[Input data Boundary: Start]
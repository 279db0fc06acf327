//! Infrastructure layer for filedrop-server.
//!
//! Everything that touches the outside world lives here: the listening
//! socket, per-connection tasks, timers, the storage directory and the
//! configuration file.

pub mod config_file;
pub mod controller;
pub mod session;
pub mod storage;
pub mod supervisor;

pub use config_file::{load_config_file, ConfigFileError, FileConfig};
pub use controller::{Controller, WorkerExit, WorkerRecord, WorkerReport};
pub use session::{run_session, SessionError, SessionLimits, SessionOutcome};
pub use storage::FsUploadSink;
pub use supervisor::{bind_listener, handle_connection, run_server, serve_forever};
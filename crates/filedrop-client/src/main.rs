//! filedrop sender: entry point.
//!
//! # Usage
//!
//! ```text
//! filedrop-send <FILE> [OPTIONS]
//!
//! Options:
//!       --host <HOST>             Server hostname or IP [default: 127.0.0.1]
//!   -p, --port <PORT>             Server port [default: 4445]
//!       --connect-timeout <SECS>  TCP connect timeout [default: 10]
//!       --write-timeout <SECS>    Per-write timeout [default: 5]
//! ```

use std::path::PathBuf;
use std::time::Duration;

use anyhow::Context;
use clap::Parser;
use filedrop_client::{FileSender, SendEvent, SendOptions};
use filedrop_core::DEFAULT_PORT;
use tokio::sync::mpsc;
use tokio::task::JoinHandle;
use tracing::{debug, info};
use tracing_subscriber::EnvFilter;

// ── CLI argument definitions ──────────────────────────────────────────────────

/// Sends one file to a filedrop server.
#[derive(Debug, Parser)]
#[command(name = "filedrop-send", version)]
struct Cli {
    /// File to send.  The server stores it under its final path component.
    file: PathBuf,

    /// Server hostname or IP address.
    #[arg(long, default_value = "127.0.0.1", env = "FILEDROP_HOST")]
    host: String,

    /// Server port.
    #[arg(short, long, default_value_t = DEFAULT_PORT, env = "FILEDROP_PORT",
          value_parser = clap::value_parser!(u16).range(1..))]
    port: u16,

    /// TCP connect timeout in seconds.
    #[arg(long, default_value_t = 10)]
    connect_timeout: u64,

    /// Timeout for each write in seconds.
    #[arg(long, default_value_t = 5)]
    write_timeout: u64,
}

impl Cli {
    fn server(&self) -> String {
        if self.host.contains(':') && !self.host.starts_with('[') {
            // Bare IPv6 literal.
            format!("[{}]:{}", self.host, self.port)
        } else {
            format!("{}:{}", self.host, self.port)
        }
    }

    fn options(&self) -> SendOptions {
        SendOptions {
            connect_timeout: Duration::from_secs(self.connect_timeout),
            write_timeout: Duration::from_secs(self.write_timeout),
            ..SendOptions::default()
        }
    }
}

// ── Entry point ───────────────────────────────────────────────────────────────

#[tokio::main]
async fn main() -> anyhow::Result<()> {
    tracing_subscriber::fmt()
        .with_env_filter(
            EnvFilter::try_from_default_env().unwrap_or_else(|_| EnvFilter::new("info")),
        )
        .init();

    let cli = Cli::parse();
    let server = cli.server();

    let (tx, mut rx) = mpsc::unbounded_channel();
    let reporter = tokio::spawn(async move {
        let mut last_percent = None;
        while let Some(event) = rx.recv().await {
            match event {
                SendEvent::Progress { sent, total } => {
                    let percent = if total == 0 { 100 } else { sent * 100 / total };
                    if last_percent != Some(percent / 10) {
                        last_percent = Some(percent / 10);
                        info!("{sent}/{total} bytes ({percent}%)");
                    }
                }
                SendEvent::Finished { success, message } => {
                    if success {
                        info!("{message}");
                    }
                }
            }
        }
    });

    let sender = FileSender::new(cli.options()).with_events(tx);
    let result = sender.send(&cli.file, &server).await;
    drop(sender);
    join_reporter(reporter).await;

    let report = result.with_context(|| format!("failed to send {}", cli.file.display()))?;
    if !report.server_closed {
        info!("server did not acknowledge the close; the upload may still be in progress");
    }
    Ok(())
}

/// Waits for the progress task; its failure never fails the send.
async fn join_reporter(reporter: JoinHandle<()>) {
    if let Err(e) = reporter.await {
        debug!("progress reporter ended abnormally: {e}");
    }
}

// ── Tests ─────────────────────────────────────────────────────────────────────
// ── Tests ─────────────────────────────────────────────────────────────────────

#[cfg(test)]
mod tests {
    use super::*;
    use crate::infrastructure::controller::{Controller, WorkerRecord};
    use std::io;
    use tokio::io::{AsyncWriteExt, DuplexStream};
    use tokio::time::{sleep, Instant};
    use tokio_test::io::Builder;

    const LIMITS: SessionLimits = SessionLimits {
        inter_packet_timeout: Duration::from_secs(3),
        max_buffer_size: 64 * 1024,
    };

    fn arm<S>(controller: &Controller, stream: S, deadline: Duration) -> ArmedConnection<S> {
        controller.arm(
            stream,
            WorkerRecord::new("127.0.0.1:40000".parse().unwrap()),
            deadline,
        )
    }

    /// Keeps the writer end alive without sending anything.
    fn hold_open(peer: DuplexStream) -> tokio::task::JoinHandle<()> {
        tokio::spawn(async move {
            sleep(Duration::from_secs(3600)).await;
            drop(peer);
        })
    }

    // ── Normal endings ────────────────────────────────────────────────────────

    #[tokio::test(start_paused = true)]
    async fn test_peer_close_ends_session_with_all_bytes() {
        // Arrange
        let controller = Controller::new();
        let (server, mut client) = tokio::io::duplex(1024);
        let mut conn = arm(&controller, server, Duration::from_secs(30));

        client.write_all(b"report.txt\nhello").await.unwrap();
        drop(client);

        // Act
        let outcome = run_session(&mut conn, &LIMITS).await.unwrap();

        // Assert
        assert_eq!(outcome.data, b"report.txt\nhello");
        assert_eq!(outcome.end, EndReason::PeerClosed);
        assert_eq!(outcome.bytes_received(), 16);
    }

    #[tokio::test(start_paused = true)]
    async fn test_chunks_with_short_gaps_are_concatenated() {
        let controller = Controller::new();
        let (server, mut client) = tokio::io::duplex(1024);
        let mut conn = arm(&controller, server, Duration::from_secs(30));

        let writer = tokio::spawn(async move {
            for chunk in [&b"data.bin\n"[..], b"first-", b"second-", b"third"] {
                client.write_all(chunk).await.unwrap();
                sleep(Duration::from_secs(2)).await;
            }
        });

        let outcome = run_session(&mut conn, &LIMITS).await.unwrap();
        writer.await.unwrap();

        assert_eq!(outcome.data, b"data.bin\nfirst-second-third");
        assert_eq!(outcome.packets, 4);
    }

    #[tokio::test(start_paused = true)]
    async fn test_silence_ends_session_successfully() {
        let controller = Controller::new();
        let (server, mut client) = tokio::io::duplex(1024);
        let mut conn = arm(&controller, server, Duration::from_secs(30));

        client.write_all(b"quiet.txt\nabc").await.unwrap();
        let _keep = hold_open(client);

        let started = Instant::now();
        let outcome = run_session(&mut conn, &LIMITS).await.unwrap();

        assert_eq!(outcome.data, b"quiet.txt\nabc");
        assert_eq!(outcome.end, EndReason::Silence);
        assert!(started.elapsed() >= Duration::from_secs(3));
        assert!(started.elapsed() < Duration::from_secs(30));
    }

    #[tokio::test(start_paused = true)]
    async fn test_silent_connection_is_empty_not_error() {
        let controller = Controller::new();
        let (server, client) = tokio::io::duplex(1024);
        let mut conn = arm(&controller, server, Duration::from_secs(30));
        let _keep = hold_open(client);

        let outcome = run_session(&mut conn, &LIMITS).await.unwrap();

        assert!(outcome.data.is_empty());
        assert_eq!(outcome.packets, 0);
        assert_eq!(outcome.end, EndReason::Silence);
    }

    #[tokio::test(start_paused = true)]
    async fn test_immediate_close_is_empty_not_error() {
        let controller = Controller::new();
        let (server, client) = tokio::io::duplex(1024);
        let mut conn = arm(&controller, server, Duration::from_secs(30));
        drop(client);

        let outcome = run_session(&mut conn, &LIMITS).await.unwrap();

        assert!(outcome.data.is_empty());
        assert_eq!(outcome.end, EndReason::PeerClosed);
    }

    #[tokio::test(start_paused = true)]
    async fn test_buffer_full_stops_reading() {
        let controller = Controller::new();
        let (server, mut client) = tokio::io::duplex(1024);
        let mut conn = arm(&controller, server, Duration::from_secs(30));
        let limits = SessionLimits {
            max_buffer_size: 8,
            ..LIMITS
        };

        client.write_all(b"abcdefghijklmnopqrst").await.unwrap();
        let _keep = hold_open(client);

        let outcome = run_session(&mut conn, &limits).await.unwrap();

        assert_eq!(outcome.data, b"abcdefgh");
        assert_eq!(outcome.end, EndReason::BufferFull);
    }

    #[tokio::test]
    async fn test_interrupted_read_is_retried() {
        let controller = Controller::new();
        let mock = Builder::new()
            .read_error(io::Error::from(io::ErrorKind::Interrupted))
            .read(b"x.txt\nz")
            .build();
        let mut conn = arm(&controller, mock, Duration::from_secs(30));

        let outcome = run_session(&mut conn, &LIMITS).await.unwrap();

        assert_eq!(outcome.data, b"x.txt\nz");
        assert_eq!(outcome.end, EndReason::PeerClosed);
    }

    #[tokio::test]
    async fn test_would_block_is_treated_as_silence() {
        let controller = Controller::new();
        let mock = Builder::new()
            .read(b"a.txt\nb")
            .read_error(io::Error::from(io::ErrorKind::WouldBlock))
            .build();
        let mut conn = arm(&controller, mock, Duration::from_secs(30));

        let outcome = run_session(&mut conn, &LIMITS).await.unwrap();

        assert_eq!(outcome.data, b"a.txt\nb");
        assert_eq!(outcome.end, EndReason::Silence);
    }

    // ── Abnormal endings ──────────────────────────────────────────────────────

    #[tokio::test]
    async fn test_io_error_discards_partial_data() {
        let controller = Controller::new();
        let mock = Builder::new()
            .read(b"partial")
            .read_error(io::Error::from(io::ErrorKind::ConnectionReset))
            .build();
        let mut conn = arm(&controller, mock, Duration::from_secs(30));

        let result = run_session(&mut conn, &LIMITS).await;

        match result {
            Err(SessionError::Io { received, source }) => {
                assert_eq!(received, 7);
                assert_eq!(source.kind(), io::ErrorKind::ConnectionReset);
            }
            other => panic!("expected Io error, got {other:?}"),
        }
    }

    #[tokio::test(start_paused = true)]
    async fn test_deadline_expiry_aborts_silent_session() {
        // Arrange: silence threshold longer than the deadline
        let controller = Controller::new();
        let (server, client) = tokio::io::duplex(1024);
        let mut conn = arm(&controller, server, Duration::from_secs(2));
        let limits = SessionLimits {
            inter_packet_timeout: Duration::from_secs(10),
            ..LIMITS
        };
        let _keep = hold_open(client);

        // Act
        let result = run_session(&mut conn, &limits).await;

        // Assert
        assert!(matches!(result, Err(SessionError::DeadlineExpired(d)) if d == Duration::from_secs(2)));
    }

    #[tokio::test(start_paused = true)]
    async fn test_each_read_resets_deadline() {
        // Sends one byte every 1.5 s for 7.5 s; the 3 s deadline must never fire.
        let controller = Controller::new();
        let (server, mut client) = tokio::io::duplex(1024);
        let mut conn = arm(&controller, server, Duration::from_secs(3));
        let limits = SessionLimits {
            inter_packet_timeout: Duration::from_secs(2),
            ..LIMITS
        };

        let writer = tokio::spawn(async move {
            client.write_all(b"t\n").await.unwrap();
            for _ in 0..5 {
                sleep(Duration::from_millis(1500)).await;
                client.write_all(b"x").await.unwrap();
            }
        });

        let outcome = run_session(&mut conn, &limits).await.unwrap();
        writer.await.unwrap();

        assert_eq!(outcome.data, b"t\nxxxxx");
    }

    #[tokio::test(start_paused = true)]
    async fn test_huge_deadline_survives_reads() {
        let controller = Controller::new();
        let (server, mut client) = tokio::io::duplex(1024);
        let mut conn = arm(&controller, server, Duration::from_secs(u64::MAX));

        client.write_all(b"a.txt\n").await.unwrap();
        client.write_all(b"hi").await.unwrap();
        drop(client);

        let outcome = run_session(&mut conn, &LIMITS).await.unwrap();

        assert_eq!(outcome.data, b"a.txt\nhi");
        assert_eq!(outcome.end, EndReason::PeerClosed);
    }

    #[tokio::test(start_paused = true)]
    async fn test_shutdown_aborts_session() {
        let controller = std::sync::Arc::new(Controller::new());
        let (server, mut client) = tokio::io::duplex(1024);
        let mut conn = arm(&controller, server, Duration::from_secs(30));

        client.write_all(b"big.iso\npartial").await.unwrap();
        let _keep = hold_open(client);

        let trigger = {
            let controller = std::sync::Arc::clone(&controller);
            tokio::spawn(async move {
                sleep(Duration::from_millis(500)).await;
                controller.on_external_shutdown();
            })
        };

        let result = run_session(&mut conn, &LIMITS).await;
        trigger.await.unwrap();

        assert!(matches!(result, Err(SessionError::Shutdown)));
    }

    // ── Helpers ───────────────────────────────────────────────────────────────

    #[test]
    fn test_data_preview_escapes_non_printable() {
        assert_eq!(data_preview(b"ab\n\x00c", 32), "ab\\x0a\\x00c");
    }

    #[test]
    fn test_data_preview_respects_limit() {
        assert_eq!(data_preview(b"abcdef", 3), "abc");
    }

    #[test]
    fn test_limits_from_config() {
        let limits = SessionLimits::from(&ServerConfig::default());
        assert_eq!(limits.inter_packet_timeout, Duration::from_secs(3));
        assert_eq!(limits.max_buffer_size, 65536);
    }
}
[Input data Boundary: End]
— Your goal —
Identify each line in the records above containing the word "quiet"; copy those lines.

— Reply to the exercise —
        client.write_all(b"quiet.txt\nabc").await.unwrap();
        assert_eq!(outcome.data, b"quiet.txt\nabc");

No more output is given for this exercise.